Throughout my entire life, I always thought being female was a privilege. When women’s rights campaigns such as #MeToo and #TimesUp were happening in the United States and around the world, while I logically understood the concept of these movements, deep down I couldn’t really understand the anger and sense of urgency that was a part of with these moments.
 
That all changed very recently. A few months ago, for the first time in my life, I experienced first-hand what it is like to be treated as a “second-class citizen” because of my gender. 
My husband and I have just moved to Hong Kong and we went apartment-hunting with a real estate agent. I remember feeling angry, but I could not precisely pinpoint why. I thought, maybe I was being too sensitive, or worst, crazy, for feeling what I was feeling.

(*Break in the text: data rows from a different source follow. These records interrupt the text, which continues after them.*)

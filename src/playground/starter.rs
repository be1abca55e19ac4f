//! Starter buffers loaded on mount and restored by reset.

use std::fs;
use std::path::Path;

use super::Slot;

pub const STARTER_MARKUP: &str = r#"<div class="card">
  <h2 class="title">Hello</h2>
  <p class="sub">Edit HTML, CSS, JS and see changes instantly.</p>

  <div class="row">
    <button id="btn">Click me</button>
    <span class="hint">Try changing colors, text, or layout.</span>
  </div>

  <p id="out" class="out"></p>
</div>"#;

pub const STARTER_STYLE: &str = r#":root{
  --bg:#0b0c10;
  --panel: rgba(255,255,255,.04);
  --border: rgba(255,255,255,.12);
  --text: rgba(255,255,255,.92);
  --muted: rgba(255,255,255,.72);
}

*{ box-sizing:border-box; }

body{
  margin:0;
  font-family: system-ui, -apple-system, Segoe UI, Roboto, Arial, sans-serif;
  background: var(--bg);
  color: var(--text);
  padding:24px;
}

.card{
  max-width: 560px;
  border:1px solid var(--border);
  background: var(--panel);
  border-radius: 16px;
  padding: 16px;
}

.title{ margin:0 0 10px 0; font-size: 22px; letter-spacing: -.2px; }
.sub{ margin:0 0 12px 0; color: var(--muted); }

.row{
  display:flex;
  align-items:center;
  gap:12px;
  flex-wrap: wrap;
}

button{
  padding: 10px 14px;
  border-radius: 12px;
  border: 1px solid rgba(255,255,255,.14);
  background: rgba(255,255,255,.08);
  color: #fff;
  cursor: pointer;
}

button:hover{ background: rgba(255,255,255,.12); }

.hint{
  font-size: 12px;
  color: rgba(255,255,255,.65);
}

.out{
  margin:12px 0 0 0;
  opacity:.9;
  font-size: 13px;
}"#;

pub const STARTER_SCRIPT: &str = r#"const btn = document.getElementById("btn");
const out = document.getElementById("out");

btn?.addEventListener("click", () => {
  out.textContent = "Button clicked at: " + new Date().toLocaleTimeString();
});"#;

/// The buffer set a session starts from and resets to.
#[derive(Debug, Clone, PartialEq, Eq)]
pub struct Starter {
    pub markup: String,
    pub style: String,
    pub script: String,
}

impl Default for Starter {
    fn default() -> Self {
        Self {
            markup: STARTER_MARKUP.to_string(),
            style: STARTER_STYLE.to_string(),
            script: STARTER_SCRIPT.to_string(),
        }
    }
}

impl Starter {
    pub fn get(&self, slot: Slot) -> &str {
        match slot {
            Slot::Markup => &self.markup,
            Slot::Style => &self.style,
            Slot::Script => &self.script,
        }
    }

    /// Load a starter set from a source directory.
    ///
    /// Missing or unreadable files keep the built-in constant for that slot.
    pub fn from_dir(dir: &Path) -> Self {
        let mut starter = Self::default();
        for slot in Slot::ALL {
            let path = dir.join(slot.file_name());
            match fs::read_to_string(&path) {
                Ok(text) => *starter.get_mut(slot) = text,
                Err(e) => {
                    crate::debug!("source"; "{}: {}, using built-in starter", path.display(), e);
                }
            }
        }
        starter
    }

    /// Replace one slot, e.g. after its source file changed on disk.
    pub fn set(&mut self, slot: Slot, text: impl Into<String>) {
        *self.get_mut(slot) = text.into();
    }

    fn get_mut(&mut self, slot: Slot) -> &mut String {
        match slot {
            Slot::Markup => &mut self.markup,
            Slot::Style => &mut self.style,
            Slot::Script => &mut self.script,
        }
    }
}

#[cfg(test)]
mod tests {
    use super::*;
    use tempfile::TempDir;

    #[test]
    fn test_default_uses_constants() {
        let starter = Starter::default();
        assert_eq!(starter.get(Slot::Markup), STARTER_MARKUP);
        assert_eq!(starter.get(Slot::Style), STARTER_STYLE);
        assert_eq!(starter.get(Slot::Script), STARTER_SCRIPT);
    }

    #[test]
    fn test_from_dir_partial() {
        let dir = TempDir::new().unwrap();
        fs::write(dir.path().join("styles.css"), "p{color:red}").unwrap();

        let starter = Starter::from_dir(dir.path());
        assert_eq!(starter.style, "p{color:red}");
        assert_eq!(starter.markup, STARTER_MARKUP);
        assert_eq!(starter.script, STARTER_SCRIPT);
    }

    #[test]
    fn test_starter_script_targets_starter_markup() {
        assert!(STARTER_MARKUP.contains("id=\"btn\""));
        assert!(STARTER_MARKUP.contains("id=\"out\""));
        assert!(STARTER_SCRIPT.contains("getElementById(\"btn\")"));
    }
}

When we finally settled into our new apartment, and no longer had to be in contact with our real estate agent, I reflected on my feelings when we worked with him, and then I realized a series of his small gestures that caused my anger. The list goes like this:
  • He only responded to my husband when my husband was present, sometimes not even acknowledging my existence.
  • He constantly told me to check with my husband about his thoughts when my husband wasn’t present.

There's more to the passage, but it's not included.